Transversalidade de ações torna mais eficientes as políticas públicas de defesa dos direitos da mulher.

Ao apresentar as medidas que abrem novo capítulo nas políticas públicas de defesa dos direitos da mulher em Mato Grosso do Sul, o governo estadual consolida também um de seus recortes de gestão mais importantes: a transversalidade.
Ontem (quinta-feira), o vice-governador José Carlos Barbosinha (PSD) reuniu representantes das secretarias, dos órgãos vinculados e de outras instituições para que fossem apresentados os ajustes e iniciativas gerenciais e de execução dos programas.
Barbosinha disse que esta forma de governança é uma das maiores prioridades alinhadas pelo governador Eduardo Riedel (PSDB) em seu programa. “É um trabalho que resulta da união entre Governo, Tribunal de Justiça, Ministério Público, Defensoria Pública e Prefeitura de Campo Grande”, explicou, acrescentando que representa um legado histórico de integração institucional, promovendo mudanças estruturais, operacionais e culturais desde fevereiro deste ano.
O vice-governador reconheceu que a mobilização conjunta só foi possível pela compreensão de que não existe espaço para protagonismos quando o objetivo é salvar vidas.
“Saímos de um cenário precário para a era digitalizada, com sistemas integrados entre o Governo e o Judiciário, atendimentos ágeis e ações preventivas já com resultados concretos”.(Barbosinha)
A Secretaria de Justiça e Segurança Pública (Sejusp) informou que entre abril e julho o atendimento às vítimas quase dobrou, de uma média de 70 para 138 casos por mês.

Mais avanços
Medidas como a tarja lilás no Sigo, a medida protetiva eletrônica e a tramitação 100% digital de inquéritos e os autos de prisão em flagrante reduziram para menos de um minuto processos que levavam até 48 horas.
O titular da Sejusp, Antônio Carlos Videira, credita à integração de dados da Polícia Civil (PC), Ministério Público (MP), Tribunal de Justiça (TJ) e Defensoria as mais precisas nanálises de risco. “Hoje podemos identificar rapidamente o histórico do agressor, acionar as medidas necessárias e evitar que a vítima seja revitimizada”, exemplificou.
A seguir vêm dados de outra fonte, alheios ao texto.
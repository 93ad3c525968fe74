//! Progress handler trait and events

use std::time::Duration;

/// Events emitted while a WBS is being built
#[derive(Debug, Clone)]
pub enum ProgressEvent {
    /// Build started for the named business
    Started { business: String },

    /// A pipeline stage started
    StageStarted { stage: String },

    /// A pipeline stage finished
    StageComplete { stage: String, duration: Duration },

    /// One workstream finished generating; `current` is 1-based
    StreamGenerated {
        current: usize,
        total: usize,
        name: String,
    },

    /// Dependency linking failed and the sequential chain was used
    DependencyFallback { reason: String },

    /// Build finished
    Completed {
        workstreams: usize,
        confidence: f64,
        total_time: Duration,
    },

    /// Build failed
    Failed { error: String },
}

/// Trait for handling progress events during a build
pub trait ProgressHandler: Send + Sync {
    fn on_progress(&self, event: &ProgressEvent);
}

/// No-op handler that ignores all events
#[derive(Debug, Default, Clone, Copy)]
pub struct NoOpHandler;

impl ProgressHandler for NoOpHandler {
    fn on_progress(&self, _event: &ProgressEvent) {}
}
Na Casa da Mulher Brasileira de Campo Grande, primeira do país, a parceria entre Estado e Prefeitura é gestão compartilhada, com revisão de fluxos e protocolos, criação da Ouvidoria da Mulher e ampliação das equipes psicossociais.
Entre as inovações estão as psicopedagogas na brinquedoteca para identificar sinais de violência em crianças, além do Botão da Vida, dispositivo conectado ao sistema de monitoramento da Guarda Civil Metropolitana.
O MP implementou o Alerta Lilás, recurso virtual que monitora reincidentes em violência doméstica, e criou a 78ª Promotoria de Justiça na Casa da Mulher Brasileira.
A Defensoria dobrou o número de equipes e funcionando até às 19h, com plantão 24h em casos urgentes, resultando num aumento de 61% nos atendimentos e 47,7% na distribuição de ações judiciais.
O TJ trouxe a 4ª Vara de Violência Doméstica e o Monitor da Violência contra a Mulher, regulamentou intimações eletrônicas e ainda reduziu o prazo de cumprimento de medidas protetivas para até 48 horas.
A Secretaria Estadual de Assistência Social e Direitos Humanos incluiu os primeiros órfãos do feminicídio no Programa Recomeços, com auxílio mensal para moradia, alimentação e assistência psicológica. A Secretaria de Cidadania ampliou o Centro Especializado de Atendimento à Mulher, à Criança e ao Adolescente (Ceamca) para 12 municípios, fortaleceu o Recomeços e o EJA Mulher, e lançou o Protege, programa integrado de prevenção, acolhimento e capacitação profissional.